Sure, as teenagers we may have rolled our eyes at those statements. But poor posture may now be to blame for the aches and pains so many of us feel as we age. And in today’s tech-obsessed, 24/7 world, there are more opportunities than ever to strain or injure our back, spine and neck. But stopping the slouch may be more than a mental exercise – you may need hands-on help.
“When you’re 15 and hunched over, and someone tells you to stand up straight, you can, and you do,” she said. “But when you get to be older, it’s not as easily done. The muscles aren’t as pliable,” explains Kathy Farkas, a physical therapist at Texas Health Presbyterian Hospital Dallas.
Years of poor posture can actually result in structural changes to the spine, muscles, ligaments and tendons, making standing up straight a little more difficult as you age.

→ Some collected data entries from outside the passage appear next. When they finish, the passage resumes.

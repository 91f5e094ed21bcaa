// Tue Jan 13 2026 - Alex

use crate::engine::queue::WorkStealingQueue;
use parking_lot::{Condvar, Mutex};
use std::sync::atomic::{AtomicBool, AtomicUsize, Ordering};
use std::sync::Arc;
use std::thread::{self, JoinHandle};

type Task = Box<dyn FnOnce() + Send + 'static>;

/// Fixed-size pool of OS-thread workers with per-worker deques. Tasks are
/// submitted round-robin; an idle worker first drains its own queue, then
/// steals from peers, then parks on the shared condvar.
pub struct ThreadPool {
    shared: Arc<PoolShared>,
    workers: Vec<JoinHandle<()>>,
}

struct PoolShared {
    queues: Vec<WorkStealingQueue<Task>>,
    stop: AtomicBool,
    submission_idx: AtomicUsize,
    active_workers: AtomicUsize,
    idle_mutex: Mutex<()>,
    idle_cond: Condvar,
}

impl PoolShared {
    fn any_queue_populated(&self) -> bool {
        self.queues.iter().any(|q| !q.is_empty())
    }
}

impl ThreadPool {
    pub fn new(threads: usize) -> Self {
        let threads = threads.max(1);
        log::debug!("spawning {} scan workers", threads);

        let shared = Arc::new(PoolShared {
            queues: (0..threads).map(|_| WorkStealingQueue::new()).collect(),
            stop: AtomicBool::new(false),
            submission_idx: AtomicUsize::new(0),
            active_workers: AtomicUsize::new(0),
            idle_mutex: Mutex::new(()),
            idle_cond: Condvar::new(),
        });

        let workers = (0..threads)
            .map(|id| {
                let shared = Arc::clone(&shared);
                thread::spawn(move || worker_loop(id, shared))
            })
            .collect();

        Self { shared, workers }
    }

    pub fn worker_count(&self) -> usize {
        self.shared.queues.len()
    }

    /// Queue a task without blocking. Wakes one parked worker, or all of
    /// them when every worker is already busy so a notification cannot go
    /// missing between the queue check and the park.
    pub fn submit<F>(&self, job: F)
    where
        F: FnOnce() + Send + 'static,
    {
        let shared = &self.shared;
        let count = shared.queues.len();
        let idx = shared.submission_idx.fetch_add(1, Ordering::Relaxed) % count;
        shared.queues[idx].push(Box::new(job));

        if shared.active_workers.load(Ordering::SeqCst) < count {
            shared.idle_cond.notify_one();
        } else {
            shared.idle_cond.notify_all();
        }
    }
}

impl Drop for ThreadPool {
    fn drop(&mut self) {
        self.shared.stop.store(true, Ordering::SeqCst);
        {
            let _guard = self.shared.idle_mutex.lock();
            self.shared.idle_cond.notify_all();
        }
        for worker in self.workers.drain(..) {
            let _ = worker.join();
        }
        log::debug!("scan workers joined");
    }
}

impl Default for ThreadPool {
    fn default() -> Self {
        let threads = thread::available_parallelism().map(|n| n.get()).unwrap_or(1);
        Self::new(threads)
    }
}

fn worker_loop(id: usize, shared: Arc<PoolShared>) {
    let count = shared.queues.len();

    while !shared.stop.load(Ordering::SeqCst) {
        shared.active_workers.fetch_add(1, Ordering::SeqCst);

        // Own queue first: front-pop keeps recently pushed work warm.
        if let Some(task) = shared.queues[id].pop() {
            task();
            shared.active_workers.fetch_sub(1, Ordering::SeqCst);
            continue;
        }

        // Then try to steal from a peer's tail.
        let mut stolen = None;
        for i in 1..count {
            if let Some(task) = shared.queues[(id + i) % count].steal() {
                stolen = Some(task);
                break;
            }
        }
        shared.active_workers.fetch_sub(1, Ordering::SeqCst);

        match stolen {
            Some(task) => task(),
            None => {
                let mut guard = shared.idle_mutex.lock();
                shared.idle_cond.wait_while(&mut guard, |_| {
                    !shared.stop.load(Ordering::SeqCst) && !shared.any_queue_populated()
                });
            }
        }
    }
}

#[cfg(test)]
mod tests {
    use super::*;
    use std::sync::mpsc;
    use std::time::Duration;

    #[test]
    fn test_single_worker_runs_task() {
        let pool = ThreadPool::new(1);
        let (tx, rx) = mpsc::channel();
        pool.submit(move || {
            let _ = tx.send(42);
        });
        assert_eq!(rx.recv_timeout(Duration::from_secs(5)), Ok(42));
    }

    #[test]
    fn test_many_tasks_all_run() {
        let pool = ThreadPool::new(4);
        let (tx, rx) = mpsc::channel();
        for i in 0..100 {
            let tx = tx.clone();
            pool.submit(move || {
                let _ = tx.send(i);
            });
        }
        drop(tx);
        let mut seen: Vec<i32> = rx.iter().collect();
        seen.sort_unstable();
        assert_eq!(seen, (0..100).collect::<Vec<_>>());
    }

    #[test]
    fn test_work_stealing_under_skew() {
        // One slow task occupies a worker while the rest get drained by
        // its peer through stealing.
        let pool = ThreadPool::new(2);
        let (tx, rx) = mpsc::channel();
        let slow_tx = tx.clone();
        pool.submit(move || {
            thread::sleep(Duration::from_millis(10));
            let _ = slow_tx.send(-1);
        });
        for i in 0..100 {
            let tx = tx.clone();
            pool.submit(move || {
                let _ = tx.send(i);
            });
        }
        drop(tx);
        assert_eq!(rx.iter().count(), 101);
    }

    #[test]
    fn test_drop_joins_workers() {
        let pool = ThreadPool::new(3);
        let (tx, rx) = mpsc::channel();
        for _ in 0..10 {
            let tx = tx.clone();
            pool.submit(move || {
                let _ = tx.send(());
            });
        }
        drop(tx);
        assert_eq!(rx.iter().count(), 10);
        drop(pool);
    }

    #[test]
    fn test_zero_threads_clamps_to_one() {
        let pool = ThreadPool::new(0);
        assert_eq!(pool.worker_count(), 1);
    }
}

To strengthen the muscles that promote healthy posture, the core muscles – those lying bellowing the abdominals, connecting to and surrounding the spine – are the most important muscle groups you can focus on. That includes your glute muscles and back extensor muscles, too, which help stabilize the pelvis and give the back extra support.
“Most people have stronger chest muscles than back muscles, which ends up ‘pulling’ them into a hunched position,” said Dr. Carl Wang, a Spine Team Texas pain management physician and a member of Texas Health Physicians Group. “Keeping good strength in the the core muscles, including the ones on the backside, is important.”

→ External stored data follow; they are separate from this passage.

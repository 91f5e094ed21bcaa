// Tue Jan 13 2026 - Alex

use thiserror::Error;

#[derive(Error, Debug, Clone, PartialEq, Eq)]
pub enum PatternError {
    #[error("Invalid character '{0}' in pattern")]
    InvalidCharacter(char),
    #[error("Incomplete hex pair in pattern")]
    IncompleteHexPair,
}
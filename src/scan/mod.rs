// Tue Jan 13 2026 - Alex

pub(crate) mod kernels;

#[cfg(feature = "multithreading")]
pub(crate) mod dispatch;

#[cfg(all(feature = "simd", any(target_arch = "x86_64", target_arch = "aarch64")))]
pub(crate) mod simd;

use crate::pattern::Signature;
use std::sync::atomic::{AtomicBool, Ordering};

/// Dynamic-anchor entry point: SIMD kernel when built for a capable
/// target, scalar kernel otherwise. Semantics are identical.
#[cfg(all(feature = "simd", any(target_arch = "x86_64", target_arch = "aarch64")))]
pub(crate) fn scan_dynamic(
    sig: &Signature,
    span: &[u8],
    cancel: Option<&AtomicBool>,
) -> Option<usize> {
    simd::scan_dynamic_anchor(sig, span, cancel)
}

#[cfg(not(all(feature = "simd", any(target_arch = "x86_64", target_arch = "aarch64"))))]
pub(crate) fn scan_dynamic(
    sig: &Signature,
    span: &[u8],
    cancel: Option<&AtomicBool>,
) -> Option<usize> {
    kernels::scan_dynamic_anchor(sig, span, cancel)
}

/// Another worker already produced a match; this one should give up.
#[inline(always)]
pub(crate) fn cancelled(cancel: Option<&AtomicBool>) -> bool {
    cancel.map_or(false, |flag| flag.load(Ordering::Relaxed))
}

/// Tell the other workers to stop. Must happen before the kernel returns
/// its match.
#[inline(always)]
pub(crate) fn mark_found(cancel: Option<&AtomicBool>) {
    if let Some(flag) = cancel {
        flag.store(true, Ordering::Relaxed);
    }
}

#[inline(always)]
pub(crate) fn address_of(span: &[u8], offset: usize) -> usize {
    span.as_ptr() as usize + offset
}

#[cfg(all(feature = "hw_prefetch", target_arch = "x86_64"))]
#[inline(always)]
pub(crate) fn prefetch(pointer: *const u8) {
    use core::arch::x86_64::{_mm_prefetch, _MM_HINT_T0};
    unsafe { _mm_prefetch::<_MM_HINT_T0>(pointer as *const i8) };
}

#[cfg(not(all(feature = "hw_prefetch", target_arch = "x86_64")))]
#[inline(always)]
pub(crate) fn prefetch(_pointer: *const u8) {}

Are you reading this on your phone or other mobile device? Increasingly, many of us get our news and information this way. Likely, your head and neck are tilting forward to look down at your phone.
The average human head weighs 10 to 12 pounds. Research shows that we put about 60 pounds of pressure on our necks when we hold them forward – like we do when we are looking at and replying to text messages, emails and more via our smartphones. Those aching muscles in your neck and back? They result from the pressure we put on them every day, interacting with our hand-held devices.

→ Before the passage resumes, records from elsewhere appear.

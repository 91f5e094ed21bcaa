// Tue Jan 13 2026 - Alex

use crate::pattern::error::PatternError;
use crate::pattern::pattern::{Pattern, PatternElement};

/// Parse IDA-style signature text: whitespace-separated hex byte pairs and
/// `?` / `??` wildcards. Case-insensitive.
pub(crate) fn parse(text: &str) -> Result<Pattern, PatternError> {
    let mut elements = Vec::with_capacity(text.len() / 2);
    let mut chars = text.chars().peekable();

    while let Some(c) = chars.next() {
        if c.is_whitespace() {
            continue;
        }

        if c == '?' {
            elements.push(PatternElement::Wildcard);
            if chars.peek() == Some(&'?') {
                chars.next();
            }
            continue;
        }

        let high = hex_value(c).ok_or(PatternError::InvalidCharacter(c))?;
        let low = match chars.next() {
            Some(next) if next.is_ascii_hexdigit() => hex_value(next).unwrap_or(0),
            Some(next) if next.is_whitespace() => return Err(PatternError::IncompleteHexPair),
            Some(next) => return Err(PatternError::InvalidCharacter(next)),
            None => return Err(PatternError::IncompleteHexPair),
        };
        elements.push(PatternElement::Byte((high << 4) | low));
    }

    Ok(Pattern::new(elements))
}

fn hex_value(c: char) -> Option<u8> {
    c.to_digit(16).map(|v| v as u8)
}

#[cfg(test)]
mod tests {
    use super::*;

    #[test]
    fn test_parse_plain_bytes() {
        let pattern = parse("12 34 56").unwrap();
        assert_eq!(
            pattern.elements(),
            &[
                PatternElement::Byte(0x12),
                PatternElement::Byte(0x34),
                PatternElement::Byte(0x56),
            ]
        );
    }

    #[test]
    fn test_parse_wildcard_forms() {
        let single = parse("48 ? 8B").unwrap();
        let double = parse("48 ?? 8B").unwrap();
        assert_eq!(single, double);
        assert!(single.elements()[1].is_wildcard());
    }

    #[test]
    fn test_parse_adjacent_wildcards() {
        // "????" is two wildcard tokens, not four.
        let pattern = parse("????").unwrap();
        assert_eq!(pattern.len(), 2);
        assert!(pattern.elements().iter().all(|e| e.is_wildcard()));
    }

    #[test]
    fn test_parse_case_insensitive() {
        let lower = parse("ab cd ef").unwrap();
        let upper = parse("AB CD EF").unwrap();
        assert_eq!(lower, upper);
    }

    #[test]
    fn test_parse_empty_is_valid() {
        let pattern = parse("").unwrap();
        assert!(pattern.is_empty());
        let blank = parse("   ").unwrap();
        assert!(blank.is_empty());
    }

    #[test]
    fn test_parse_invalid_character() {
        assert_eq!(
            parse("12 3G 56"),
            Err(PatternError::InvalidCharacter('G'))
        );
        assert_eq!(parse("zz"), Err(PatternError::InvalidCharacter('z')));
    }

    #[test]
    fn test_parse_lone_hex_digit() {
        assert_eq!(parse("12 3"), Err(PatternError::IncompleteHexPair));
        assert_eq!(parse("12 3 4"), Err(PatternError::IncompleteHexPair));
    }
}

From the neck down, good alignment is important, whether you are active or taking a seat. “Office workers often believe they are not stressing their spine with their everyday tasks. Unfortunately, office workers make up the majority of our patient population, likely due to inattention to proper ergonomics while sitting for six to ten hours a day,” Dr. Wang said.
While slumping is one habit Mom might have asked you to stop, another habit may be helpful in battling back pain: fidgeting.
Movement can help keep our bodies happier. Whether you sit or stand for long periods of time, changing positions often can relieve pressure from being in one position.
Farkas said that if you stand a lot at work, shifting your weight and moving can help with lower back pain as well. “Shift your weight, prop a foot up on a stool or inside an open cabinet, or lean against a wall,” she suggested.
“If you are sitting, I recommend changing your position every 20 to 30 minutes,” Farkas said. “Use a small towel rolled up at the lower back to provide postural support. Sit with your feet evenly on the ground, with your thighs parallel to the floor.”
To battle “text neck,” check your equipment settings for everything from your monitor to your phone. Your head should be level with the screen, or just slightly lower so you’re gently glancing down, not with your head flexed forward.
Back to Health
Good posture has been proven to have benefits, in addition to alleviating back pain.
A study at San Francisco University revealed that students who were told to walk down a hall in a slouched position reported increased feelings of depression and lower energy than the students who were asked to skip down the hall.
And Harvard researchers found that people who used “power poses” (they stood up straight, with their shoulders back) had a 20 percent increase in testosterone levels and a 25 percent decrease in cortisol levels, while people who slouched had a 10 percent decrease in testosterone and a 15 percent increase in cortisol levels.
Take this Back
“Probably the most beneficial thing about having good posture is that it decreases the stress on the spinal musculature, the spinal structure and the joints,” Farkas said. “That can decrease the general aches and pains that occur with poor posture — the pains that come with overstressing those postural muscles.”
So, strengthen your core, practice you posture and reap the benefits. Standing up straighter does make us feel more ready to conquer the world.